What is needed —
All lines between the one holding "#[derive(Debug, Clone, Serialize, Deserialize, Default)]" and the end of the material below, both ends included, should be restated exactly.

Data —
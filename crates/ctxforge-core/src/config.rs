//! Compaction configuration and its context-window-aware adaptation.

use figment::{
    providers::{Env, Format, Toml},
    Figment,
};
use serde::{Deserialize, Serialize};
use std::path::PathBuf;

/// Immutable per-session compaction configuration.
///
/// Unknown fields encountered while loading are ignored (figment's default
/// behavior with `#[serde(default)]` on every field).
#[derive(Debug, Clone, Serialize, Deserialize)]
#[serde(default)]
pub struct CompactionConfig {
    pub max_context_tokens: u32,
    pub trigger_threshold: f32,
    pub reserve_tokens: u32,
    pub keep_recent_count: usize,
    pub max_message_count: usize,
    pub summary_max_tokens: u32,
    pub chunk_max_tokens: u32,
    pub adaptive_chunk_min_ratio: f32,
    pub adaptive_chunk_max_ratio: f32,
    pub max_single_msg_ratio: f32,
    pub compacted_tool_result_max_bytes: usize,
    pub tool_result_max_bytes: usize,
    pub max_request_bytes: usize,
    /// Context window used as the baseline for `for_model` rescaling.
    pub baseline_context_window: u32,
    /// Whether the caller should be signaled to inject a memory-flush turn
    /// ahead of the hard compaction trigger (`needs_memory_flush`).
    pub memory_flush_enabled: bool,
    /// Tokens of headroom below `token_threshold` at which
    /// `needs_memory_flush` fires, giving the caller a chance to save
    /// important state before compaction becomes mandatory.
    pub soft_threshold_tokens: u32,
}

impl Default for CompactionConfig {
    fn default() -> Self {
        Self {
            max_context_tokens: 48_000,
            trigger_threshold: 0.8,
            reserve_tokens: 10_000,
            keep_recent_count: 10,
            max_message_count: 40,
            summary_max_tokens: 1_000,
            chunk_max_tokens: 64_000,
            adaptive_chunk_min_ratio: 0.15,
            adaptive_chunk_max_ratio: 0.40,
            max_single_msg_ratio: 0.5,
            compacted_tool_result_max_bytes: 4_096,
            tool_result_max_bytes: 65_536,
            max_request_bytes: 65_536,
            baseline_context_window: 48_000,
            memory_flush_enabled: false,
            soft_threshold_tokens: 2_000,
        }
    }
}

impl CompactionConfig {
    /// Derived token trigger: `max_context_tokens - reserve_tokens` when the
    /// reserve is meaningfully set, else the legacy fractional threshold.
    pub fn token_threshold(&self) -> u32 {
        if self.reserve_tokens > 0 && self.reserve_tokens < self.max_context_tokens {
            self.max_context_tokens - self.reserve_tokens
        } else {
            (self.max_context_tokens as f32 * self.trigger_threshold) as u32
        }
    }

    /// Rescale token and byte budgets proportionally to a model's reported
    /// context window, with super-linear (x2.5 on top of linear) scaling for
    /// `max_message_count`.
    pub fn for_model(&self, model_context_window: u32) -> Self {
        if self.baseline_context_window == 0 {
            return self.clone();
        }
        let scale = model_context_window as f32 / self.baseline_context_window as f32;
        let mut cfg = self.clone();
        cfg.max_context_tokens = (self.max_context_tokens as f32 * scale) as u32;
        cfg.reserve_tokens = (self.reserve_tokens as f32 * scale) as u32;
        cfg.chunk_max_tokens = (self.chunk_max_tokens as f32 * scale) as u32;
        cfg.max_request_bytes = (self.max_request_bytes as f32 * scale) as usize;
        cfg.tool_result_max_bytes = (self.tool_result_max_bytes as f32 * scale) as usize;
        cfg.max_message_count = (self.max_message_count as f32 * scale * 2.5) as usize;
        cfg.baseline_context_window = model_context_window;
        cfg
    }
}

/// Top-level engine configuration, loaded via figment layering (defaults →
/// user config → project config → `CTXFORGE_`-prefixed env vars).
#[derive(Debug, Clone, Serialize, Deserialize, Default)]
#[serde(default)]
pub struct EngineConfig {
    pub compaction: CompactionConfig,
}

impl EngineConfig {
    pub fn load() -> Result<Self, figment::Error> {
        let config_dir = Self::config_dir();

        Figment::new()
            .merge(figment::providers::Serialized::defaults(EngineConfig::default()))
            .merge(Toml::file(config_dir.join("config.toml")))
            .merge(Toml::file(".ctxforge/config.toml"))
            .merge(Env::prefixed("CTXFORGE_").split("__"))
            .extract()
    }

    pub fn config_dir() -> PathBuf {
        dirs::config_dir()
            .map(|p| p.join("ctxforge"))
            .unwrap_or_else(|| PathBuf::from("~/.config/ctxforge"))
    }

    pub fn data_dir() -> PathBuf {
        dirs::data_dir()
            .map(|p| p.join("ctxforge"))
            .unwrap_or_else(|| PathBuf::from("~/.local/share/ctxforge"))
    }
}

#[cfg(test)]
mod tests {
    use super::*;

    #[test]
    fn token_threshold_uses_reserve_when_set() {
        let cfg = CompactionConfig::default();
        assert_eq!(cfg.token_threshold(), 48_000 - 10_000);
    }

    #[test]
    fn token_threshold_falls_back_to_fraction() {
        let mut cfg = CompactionConfig::default();
        cfg.reserve_tokens = 0;
        assert_eq!(cfg.token_threshold(), (48_000.0 * 0.8) as u32);
    }

    #[test]
    fn for_model_scales_linearly_and_message_count_super_linearly() {
        let cfg = CompactionConfig::default();
        let scaled = cfg.for_model(200_000);
        // 200_000 / 48_000 ~= 4.1667
        assert!(scaled.max_context_tokens > cfg.max_context_tokens * 4);
        let linear_scale = 200_000.0 / 48_000.0;
        let expected_msg_count = (cfg.max_message_count as f32 * linear_scale * 2.5) as usize;
        assert_eq!(scaled.max_message_count, expected_msg_count);
    }
}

Exercise answer —
#[derive(Debug, Clone, Serialize, Deserialize, Default)]
#[serde(default)]
pub struct EngineConfig {
    pub compaction: CompactionConfig,
}

impl EngineConfig {
    pub fn load() -> Result<Self, figment::Error> {
        let config_dir = Self::config_dir();

        Figment::new()
            .merge(figment::providers::Serialized::defaults(EngineConfig::default()))
            .merge(Toml::file(config_dir.join("config.toml")))
            .merge(Toml::file(".ctxforge/config.toml"))
            .merge(Env::prefixed("CTXFORGE_").split("__"))
            .extract()
    }

    pub fn config_dir() -> PathBuf {
        dirs::config_dir()
            .map(|p| p.join("ctxforge"))
            .unwrap_or_else(|| PathBuf::from("~/.config/ctxforge"))
    }

    pub fn data_dir() -> PathBuf {
        dirs::data_dir()
            .map(|p| p.join("ctxforge"))
            .unwrap_or_else(|| PathBuf::from("~/.local/share/ctxforge"))
    }
}

#[cfg(test)]
mod tests {
    use super::*;

    #[test]
    fn token_threshold_uses_reserve_when_set() {
        let cfg = CompactionConfig::default();
        assert_eq!(cfg.token_threshold(), 48_000 - 10_000);
    }

    #[test]
    fn token_threshold_falls_back_to_fraction() {
        let mut cfg = CompactionConfig::default();
        cfg.reserve_tokens = 0;
        assert_eq!(cfg.token_threshold(), (48_000.0 * 0.8) as u32);
    }

    #[test]
    fn for_model_scales_linearly_and_message_count_super_linearly() {
        let cfg = CompactionConfig::default();
        let scaled = cfg.for_model(200_000);
        // 200_000 / 48_000 ~= 4.1667
        assert!(scaled.max_context_tokens > cfg.max_context_tokens * 4);
        let linear_scale = 200_000.0 / 48_000.0;
        let expected_msg_count = (cfg.max_message_count as f32 * linear_scale * 2.5) as usize;
        assert_eq!(scaled.max_message_count, expected_msg_count);
    }
}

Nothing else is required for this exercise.